***** INFORMATION GIVEN

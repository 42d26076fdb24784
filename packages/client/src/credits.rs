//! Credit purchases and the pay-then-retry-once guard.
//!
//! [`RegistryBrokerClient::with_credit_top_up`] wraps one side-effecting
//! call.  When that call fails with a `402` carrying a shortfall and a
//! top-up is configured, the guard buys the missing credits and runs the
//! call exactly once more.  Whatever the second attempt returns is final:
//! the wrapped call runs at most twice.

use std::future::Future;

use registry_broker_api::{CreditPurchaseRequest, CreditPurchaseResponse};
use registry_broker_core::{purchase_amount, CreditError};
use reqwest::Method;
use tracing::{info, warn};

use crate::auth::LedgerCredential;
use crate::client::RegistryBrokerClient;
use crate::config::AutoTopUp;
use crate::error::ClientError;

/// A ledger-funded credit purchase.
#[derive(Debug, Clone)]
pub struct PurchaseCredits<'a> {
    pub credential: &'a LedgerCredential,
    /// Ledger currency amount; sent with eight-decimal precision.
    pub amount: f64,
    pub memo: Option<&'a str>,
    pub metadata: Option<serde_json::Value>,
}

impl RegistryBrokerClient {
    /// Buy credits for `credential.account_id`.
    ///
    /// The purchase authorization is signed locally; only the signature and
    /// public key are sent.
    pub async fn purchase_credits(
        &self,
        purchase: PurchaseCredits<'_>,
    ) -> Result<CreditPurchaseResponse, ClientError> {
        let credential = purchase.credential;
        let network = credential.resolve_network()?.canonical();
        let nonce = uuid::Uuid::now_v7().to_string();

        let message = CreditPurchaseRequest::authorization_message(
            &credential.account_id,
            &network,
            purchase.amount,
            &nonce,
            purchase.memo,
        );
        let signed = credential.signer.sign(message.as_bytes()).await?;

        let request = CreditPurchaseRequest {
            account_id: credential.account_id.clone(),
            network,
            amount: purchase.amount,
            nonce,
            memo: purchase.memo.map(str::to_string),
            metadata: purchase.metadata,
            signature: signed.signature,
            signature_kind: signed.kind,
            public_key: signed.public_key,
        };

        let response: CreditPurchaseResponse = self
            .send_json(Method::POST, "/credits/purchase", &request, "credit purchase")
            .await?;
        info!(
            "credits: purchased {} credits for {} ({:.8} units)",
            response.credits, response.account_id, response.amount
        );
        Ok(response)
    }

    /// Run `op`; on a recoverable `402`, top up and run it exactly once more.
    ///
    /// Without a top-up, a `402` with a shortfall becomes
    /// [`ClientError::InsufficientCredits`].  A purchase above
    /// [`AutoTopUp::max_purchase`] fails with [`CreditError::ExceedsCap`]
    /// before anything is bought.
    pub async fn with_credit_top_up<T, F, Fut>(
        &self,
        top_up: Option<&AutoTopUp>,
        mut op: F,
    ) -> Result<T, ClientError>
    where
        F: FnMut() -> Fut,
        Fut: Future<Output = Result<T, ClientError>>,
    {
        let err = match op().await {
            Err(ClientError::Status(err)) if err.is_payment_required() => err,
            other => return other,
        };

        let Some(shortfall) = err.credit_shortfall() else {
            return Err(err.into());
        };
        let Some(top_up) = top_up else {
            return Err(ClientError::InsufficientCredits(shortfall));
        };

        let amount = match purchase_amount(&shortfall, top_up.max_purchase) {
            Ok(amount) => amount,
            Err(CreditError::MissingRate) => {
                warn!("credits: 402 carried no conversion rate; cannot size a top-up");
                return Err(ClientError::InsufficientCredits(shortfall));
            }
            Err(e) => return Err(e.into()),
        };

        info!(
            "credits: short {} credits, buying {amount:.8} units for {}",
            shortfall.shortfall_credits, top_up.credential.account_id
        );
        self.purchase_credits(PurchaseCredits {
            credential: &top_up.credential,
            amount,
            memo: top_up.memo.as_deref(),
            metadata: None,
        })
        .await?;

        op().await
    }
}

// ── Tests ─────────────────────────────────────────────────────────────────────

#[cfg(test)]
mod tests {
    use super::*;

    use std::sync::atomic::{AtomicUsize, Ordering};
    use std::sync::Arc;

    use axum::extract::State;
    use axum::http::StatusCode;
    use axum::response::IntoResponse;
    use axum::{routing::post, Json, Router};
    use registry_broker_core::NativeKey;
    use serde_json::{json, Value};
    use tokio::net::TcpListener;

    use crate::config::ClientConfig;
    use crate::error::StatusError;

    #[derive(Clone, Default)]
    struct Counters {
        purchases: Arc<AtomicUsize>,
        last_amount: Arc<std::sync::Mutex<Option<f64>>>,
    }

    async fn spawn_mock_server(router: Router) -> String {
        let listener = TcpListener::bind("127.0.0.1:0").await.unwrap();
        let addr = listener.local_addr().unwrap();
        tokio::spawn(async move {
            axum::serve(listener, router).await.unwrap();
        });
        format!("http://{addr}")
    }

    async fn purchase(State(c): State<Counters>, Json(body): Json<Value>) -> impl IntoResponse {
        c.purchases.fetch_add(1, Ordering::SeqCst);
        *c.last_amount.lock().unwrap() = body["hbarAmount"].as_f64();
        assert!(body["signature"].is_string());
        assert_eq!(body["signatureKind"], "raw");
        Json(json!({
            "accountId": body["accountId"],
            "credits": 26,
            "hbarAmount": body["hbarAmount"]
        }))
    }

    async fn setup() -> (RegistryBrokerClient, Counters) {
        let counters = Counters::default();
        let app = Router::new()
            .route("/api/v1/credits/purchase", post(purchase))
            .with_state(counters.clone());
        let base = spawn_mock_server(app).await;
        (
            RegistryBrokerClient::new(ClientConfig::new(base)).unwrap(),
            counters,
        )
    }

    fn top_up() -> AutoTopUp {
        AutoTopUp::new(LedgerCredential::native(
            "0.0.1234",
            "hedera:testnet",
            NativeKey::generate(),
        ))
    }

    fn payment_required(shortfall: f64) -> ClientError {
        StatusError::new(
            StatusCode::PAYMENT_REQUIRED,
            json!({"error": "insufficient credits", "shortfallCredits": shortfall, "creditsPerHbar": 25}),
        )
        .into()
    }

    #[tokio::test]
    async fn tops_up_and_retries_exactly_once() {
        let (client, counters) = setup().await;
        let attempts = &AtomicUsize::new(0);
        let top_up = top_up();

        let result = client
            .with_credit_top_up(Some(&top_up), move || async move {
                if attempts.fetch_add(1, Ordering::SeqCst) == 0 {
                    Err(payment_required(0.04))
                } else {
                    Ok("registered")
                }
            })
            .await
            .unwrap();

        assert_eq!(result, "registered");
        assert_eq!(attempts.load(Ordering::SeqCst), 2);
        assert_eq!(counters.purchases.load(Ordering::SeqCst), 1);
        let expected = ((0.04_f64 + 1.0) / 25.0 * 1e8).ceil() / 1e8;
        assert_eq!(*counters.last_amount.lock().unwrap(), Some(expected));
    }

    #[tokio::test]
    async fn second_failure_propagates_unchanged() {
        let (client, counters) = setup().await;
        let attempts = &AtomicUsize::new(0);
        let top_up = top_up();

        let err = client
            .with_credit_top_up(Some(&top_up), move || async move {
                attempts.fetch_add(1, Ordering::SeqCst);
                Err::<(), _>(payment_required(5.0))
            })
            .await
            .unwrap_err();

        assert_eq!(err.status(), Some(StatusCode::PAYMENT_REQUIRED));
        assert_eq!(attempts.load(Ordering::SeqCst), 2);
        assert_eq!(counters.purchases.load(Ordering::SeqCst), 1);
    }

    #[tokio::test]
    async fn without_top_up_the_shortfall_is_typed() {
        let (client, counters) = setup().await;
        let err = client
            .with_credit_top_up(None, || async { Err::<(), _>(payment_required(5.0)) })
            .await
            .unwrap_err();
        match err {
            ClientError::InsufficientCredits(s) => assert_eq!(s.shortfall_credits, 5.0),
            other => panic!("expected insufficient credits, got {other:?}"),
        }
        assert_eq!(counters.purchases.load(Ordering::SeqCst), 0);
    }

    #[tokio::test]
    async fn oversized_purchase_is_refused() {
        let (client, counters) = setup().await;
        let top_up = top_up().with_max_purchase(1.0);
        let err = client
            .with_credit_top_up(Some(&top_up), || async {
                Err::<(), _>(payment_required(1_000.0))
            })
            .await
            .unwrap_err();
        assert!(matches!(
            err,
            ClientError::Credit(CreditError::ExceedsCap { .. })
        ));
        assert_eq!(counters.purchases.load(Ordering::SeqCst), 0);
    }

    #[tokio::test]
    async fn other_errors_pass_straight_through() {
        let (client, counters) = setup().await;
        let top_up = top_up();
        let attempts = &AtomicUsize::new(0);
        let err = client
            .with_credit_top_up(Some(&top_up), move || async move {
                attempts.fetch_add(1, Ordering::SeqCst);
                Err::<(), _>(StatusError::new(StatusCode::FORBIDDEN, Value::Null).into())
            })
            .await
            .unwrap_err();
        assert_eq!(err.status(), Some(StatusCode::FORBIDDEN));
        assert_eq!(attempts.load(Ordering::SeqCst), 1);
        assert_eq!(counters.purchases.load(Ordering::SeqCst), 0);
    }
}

**********

▶ _WHAT IS REQUIRED_
Search the data for "runs". Copy each line that has it.

▶ _SOLUTION FOR THIS PROBLEM_
//! top-up is configured, the guard buys the missing credits and runs the
//! the wrapped call runs at most twice.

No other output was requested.